§ **What the task requires**
Please return every line of the records below that contains the word "visit".

§ **Data provided**
------------------------------

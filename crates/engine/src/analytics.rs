//! Dashboard analytics derived from a fetched forest: time buckets, stage
//! funnel, revenue forecast and per-partner performance.

use std::{cmp::Ordering, fmt, str::FromStr};

use chrono::{DateTime, Datelike, NaiveDate, Utc};
use chrono_tz::Tz;
use serde::{Deserialize, Serialize};
use serde_json::{Map, Value};

use crate::{
    EngineError, Money,
    aggregate::{ConversionStats, DealMetrics, all_deals, bucket_by, count_by},
    model::{Deal, PartnerNode, RecordKind},
    status::{StatusTone, known_statuses, tone_for},
    util::{collate, fold_key},
};

/// Calendar month, ordered chronologically.
#[derive(Clone, Copy, Debug, PartialEq, Eq, Hash, PartialOrd, Ord, Serialize, Deserialize)]
pub struct MonthKey {
    pub year: i32,
    pub month: u32,
}

impl MonthKey {
    /// Month of a timestamp as seen in `tz`.
    #[must_use]
    pub fn of(ts: DateTime<Utc>, tz: Tz) -> Self {
        let local = ts.with_timezone(&tz);
        Self {
            year: local.year(),
            month: local.month(),
        }
    }

    #[must_use]
    pub fn of_date(date: NaiveDate) -> Self {
        Self {
            year: date.year(),
            month: date.month(),
        }
    }

    /// Short chart label, e.g. `Mar 2024`.
    #[must_use]
    pub fn label(self) -> String {
        const NAMES: [&str; 12] = [
            "Jan", "Feb", "Mar", "Apr", "May", "Jun", "Jul", "Aug", "Sep", "Oct", "Nov", "Dec",
        ];
        let index = usize::try_from(self.month.saturating_sub(1)).unwrap_or(0);
        let name = NAMES.get(index).copied().unwrap_or("???");
        format!("{name} {}", self.year)
    }
}

impl fmt::Display for MonthKey {
    fn fmt(&self, f: &mut fmt::Formatter<'_>) -> fmt::Result {
        write!(f, "{:04}-{:02}", self.year, self.month)
    }
}

impl FromStr for MonthKey {
    type Err = EngineError;

    fn from_str(s: &str) -> Result<Self, Self::Err> {
        let invalid = || EngineError::InvalidField(format!("invalid month: {s}"));
        let (year, month) = s.trim().split_once('-').ok_or_else(invalid)?;
        let year: i32 = year.parse().map_err(|_| invalid())?;
        let month: u32 = month.parse().map_err(|_| invalid())?;
        if !(1..=12).contains(&month) {
            return Err(invalid());
        }
        Ok(Self { year, month })
    }
}

/// One point of a monthly series.
#[derive(Clone, Debug, PartialEq, Serialize, Deserialize)]
#[serde(rename_all = "camelCase")]
pub struct MonthPoint {
    pub month: MonthKey,
    pub label: String,
    pub count: usize,
    pub value: Money,
}

/// One stage of the deal funnel.
#[derive(Clone, Debug, PartialEq, Serialize, Deserialize)]
#[serde(rename_all = "camelCase")]
pub struct StageBucket {
    pub stage: String,
    pub count: usize,
    pub value: Money,
    pub tone: StatusTone,
}

/// Deals grouped by creation month, oldest first. Deals without a creation
/// time are left out; months without deals are not emitted.
pub fn deals_by_month(deals: &[&Deal], tz: Tz) -> Vec<MonthPoint> {
    let mut points: Vec<MonthPoint> = bucket_by(deals.iter().copied(), |deal| {
        deal.created_time.map(|ts| MonthKey::of(ts, tz))
    })
    .into_iter()
    .map(|(month, deals)| MonthPoint {
        month,
        label: month.label(),
        count: deals.len(),
        value: deals.iter().map(|deal| deal.expected_revenue).sum(),
    })
    .collect();
    points.sort_by_key(|point| point.month);
    points
}

/// Expected revenue of still-open deals by closing month, oldest first.
pub fn revenue_forecast(deals: &[&Deal]) -> Vec<MonthPoint> {
    let mut points: Vec<MonthPoint> = bucket_by(
        deals.iter().copied().filter(|deal| deal.is_open()),
        |deal| deal.closing_date.map(MonthKey::of_date),
    )
    .into_iter()
    .map(|(month, deals)| MonthPoint {
        month,
        label: month.label(),
        count: deals.len(),
        value: deals.iter().map(|deal| deal.expected_revenue).sum(),
    })
    .collect();
    points.sort_by_key(|point| point.month);
    points
}

/// Deal counts and values per stage. Known stages keep pipeline order,
/// unknown ones follow alphabetically.
pub fn stage_funnel(deals: &[&Deal]) -> Vec<StageBucket> {
    let known: Vec<&str> = known_statuses(RecordKind::Deal).collect();
    let rank = |stage: &str| {
        let key = fold_key(stage);
        known.iter().position(|known| *known == key)
    };

    let mut buckets: Vec<StageBucket> = bucket_by(deals.iter().copied(), |deal| {
        let stage = deal.stage.trim();
        Some(if stage.is_empty() {
            crate::aggregate::UNSPECIFIED_STATUS.to_string()
        } else {
            stage.to_string()
        })
    })
    .into_iter()
    .map(|(stage, deals)| StageBucket {
        tone: tone_for(RecordKind::Deal, &stage),
        count: deals.len(),
        value: deals.iter().map(|deal| deal.expected_revenue).sum(),
        stage,
    })
    .collect();

    buckets.sort_by(|a, b| match (rank(&a.stage), rank(&b.stage)) {
        (Some(x), Some(y)) => x.cmp(&y).then_with(|| collate(&a.stage, &b.stage)),
        (Some(_), None) => Ordering::Less,
        (None, Some(_)) => Ordering::Greater,
        (None, None) => collate(&a.stage, &b.stage),
    });
    buckets
}

/// Status counts for chart series, most frequent first.
pub fn status_distribution(statuses: &[&str], kind: RecordKind) -> Vec<StageBucket> {
    let mut buckets: Vec<StageBucket> = count_by(statuses.iter().copied(), |status| {
        Some(status.trim().to_string())
    })
    .into_iter()
    .map(|(stage, count)| StageBucket {
        tone: tone_for(kind, &stage),
        count,
        value: Money::ZERO,
        stage,
    })
    .collect();
    buckets.sort_by(|a, b| b.count.cmp(&a.count).then_with(|| collate(&a.stage, &b.stage)));
    buckets
}

/// Rolled-up performance of one partner and its sub-partners.
#[derive(Clone, Debug, PartialEq, Serialize, Deserialize)]
#[serde(rename_all = "camelCase")]
pub struct PartnerPerformance {
    pub partner_id: String,
    pub name: String,
    pub partner_path: String,
    pub partner_level: usize,
    pub leads: usize,
    pub contacts: usize,
    pub deals: DealMetrics,
    pub conversion: ConversionStats,
}

impl PartnerPerformance {
    #[must_use]
    pub fn export_record(&self) -> Map<String, Value> {
        let mut map = Map::new();
        map.insert("Partner".into(), Value::String(self.name.clone()));
        map.insert("Partner Path".into(), Value::String(self.partner_path.clone()));
        map.insert("Level".into(), Value::from(self.partner_level));
        map.insert("Leads".into(), Value::from(self.leads));
        map.insert("Contacts".into(), Value::from(self.contacts));
        map.insert("Deals".into(), Value::from(self.deals.deal_count));
        map.insert("Won".into(), Value::from(self.deals.won_count));
        map.insert(
            "Win Rate %".into(),
            Value::String(format!("{:.1}", self.deals.win_rate())),
        );
        map.insert(
            "Total Value".into(),
            Value::String(self.deals.total_value.to_string()),
        );
        map.insert(
            "Average Value".into(),
            Value::String(self.deals.average_value().to_string()),
        );
        map.insert(
            "Conversion %".into(),
            Value::String(format!("{:.1}", self.conversion.rate())),
        );
        map
    }
}

/// One performance row per partner, pre-order, each rolled up over its
/// subtree. `partner_path` lists strict ancestors, like partner table rows.
pub fn partner_performance(forest: &[PartnerNode], separator: &str) -> Vec<PartnerPerformance> {
    struct Totals {
        leads: usize,
        contacts: usize,
        deals: DealMetrics,
        conversion: ConversionStats,
    }

    fn visit<'a>(
        node: &'a PartnerNode,
        separator: &str,
        ancestors: &mut Vec<&'a str>,
        rows: &mut Vec<PartnerPerformance>,
    ) -> Totals {
        let index = rows.len();
        rows.push(PartnerPerformance {
            partner_id: node.id.clone(),
            name: node.name.clone(),
            partner_path: ancestors.join(separator),
            partner_level: ancestors.len(),
            leads: 0,
            contacts: 0,
            deals: DealMetrics::default(),
            conversion: ConversionStats::default(),
        });

        let mut totals = Totals {
            leads: node.records.leads.len(),
            contacts: node.records.contacts.len(),
            deals: node.records.all_deals().sum(),
            conversion: ConversionStats::of(&node.records.contacts),
        };

        ancestors.push(&node.name);
        for child in &node.children {
            let child_totals = visit(child, separator, ancestors, rows);
            totals.leads += child_totals.leads;
            totals.contacts += child_totals.contacts;
            totals.deals = totals.deals + child_totals.deals;
            totals.conversion = totals.conversion + child_totals.conversion;
        }
        ancestors.pop();

        if let Some(row) = rows.get_mut(index) {
            row.leads = totals.leads;
            row.contacts = totals.contacts;
            row.deals = totals.deals;
            row.conversion = totals.conversion;
        }
        totals
    }

    let mut rows = Vec::new();
    let mut ancestors = Vec::new();
    for root in forest {
        visit(root, separator, &mut ancestors, &mut rows);
    }
    rows
}

/// Everything the dashboard shows, computed from one contact forest.
#[derive(Clone, Debug, Default, PartialEq, Serialize, Deserialize)]
#[serde(rename_all = "camelCase")]
pub struct DealDashboard {
    pub deals: DealMetrics,
    pub conversion: ConversionStats,
    pub funnel: Vec<StageBucket>,
    pub forecast: Vec<MonthPoint>,
    pub by_month: Vec<MonthPoint>,
}

pub fn deal_dashboard(forest: &[PartnerNode], tz: Tz) -> DealDashboard {
    let deals = all_deals(forest);
    let contacts = crate::aggregate::all_records(forest, RecordKind::Contact);
    DealDashboard {
        deals: deals.iter().copied().sum(),
        conversion: ConversionStats::of(&contacts),
        funnel: stage_funnel(&deals),
        forecast: revenue_forecast(&deals),
        by_month: deals_by_month(&deals, tz),
    }
}

#[cfg(test)]
mod tests {
    use chrono::TimeZone;

    use super::*;

    fn deal(id: &str, stage: &str, minor: i64) -> Deal {
        Deal {
            id: id.to_string(),
            name: id.to_string(),
            stage: stage.to_string(),
            stage_history: Vec::new(),
            expected_revenue: Money::new(minor),
            closing_date: None,
            created_time: None,
            owner: None,
        }
    }

    #[test]
    fn month_keys_sort_chronologically_not_lexically() {
        let mut months: Vec<MonthKey> = ["2024-10", "2023-12", "2024-2"]
            .iter()
            .map(|raw| raw.parse().unwrap())
            .collect();
        months.sort();
        let labels: Vec<_> = months.iter().map(ToString::to_string).collect();
        assert_eq!(labels, vec!["2023-12", "2024-02", "2024-10"]);
        assert!("2024-13".parse::<MonthKey>().is_err());
    }

    #[test]
    fn month_truncation_honours_time_zone() {
        let ts = Utc.with_ymd_and_hms(2024, 1, 31, 23, 30, 0).unwrap();
        assert_eq!(MonthKey::of(ts, chrono_tz::UTC).month, 1);
        assert_eq!(MonthKey::of(ts, chrono_tz::Europe::Rome).month, 2);
    }

    #[test]
    fn deals_without_dates_are_not_bucketed() {
        let mut dated = deal("d1", "Qualification", 100);
        dated.created_time = Some(Utc.with_ymd_and_hms(2024, 3, 5, 0, 0, 0).unwrap());
        let undated = deal("d2", "Qualification", 100);
        let points = deals_by_month(&[&dated, &undated], chrono_tz::UTC);
        assert_eq!(points.len(), 1);
        assert_eq!(points[0].count, 1);
        assert_eq!(points[0].label, "Mar 2024");
    }

    #[test]
    fn forecast_only_counts_open_deals() {
        let mut open = deal("d1", "Negotiation/Review", 500);
        open.closing_date = NaiveDate::from_ymd_opt(2024, 6, 1);
        let mut won = deal("d2", "Closed Won", 900);
        won.closing_date = NaiveDate::from_ymd_opt(2024, 6, 1);
        let points = revenue_forecast(&[&open, &won]);
        assert_eq!(points.len(), 1);
        assert_eq!(points[0].value, Money::new(500));
    }

    #[test]
    fn funnel_keeps_pipeline_order_then_unknown() {
        let deals = [
            deal("d1", "Closed Won", 1),
            deal("d2", "Mystery", 1),
            deal("d3", "Qualification", 1),
            deal("d4", "Qualification", 1),
        ];
        let refs: Vec<&Deal> = deals.iter().collect();
        let funnel = stage_funnel(&refs);
        let stages: Vec<_> = funnel.iter().map(|b| (b.stage.as_str(), b.count)).collect();
        assert_eq!(
            stages,
            vec![("Qualification", 2), ("Closed Won", 1), ("Mystery", 1)]
        );
        assert_eq!(funnel[2].tone, StatusTone::Neutral);
    }
}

------------------------------

§ **Answer section**
    fn visit<'a>(
            let child_totals = visit(child, separator, ancestors, rows);
        visit(root, separator, &mut ancestors, &mut rows);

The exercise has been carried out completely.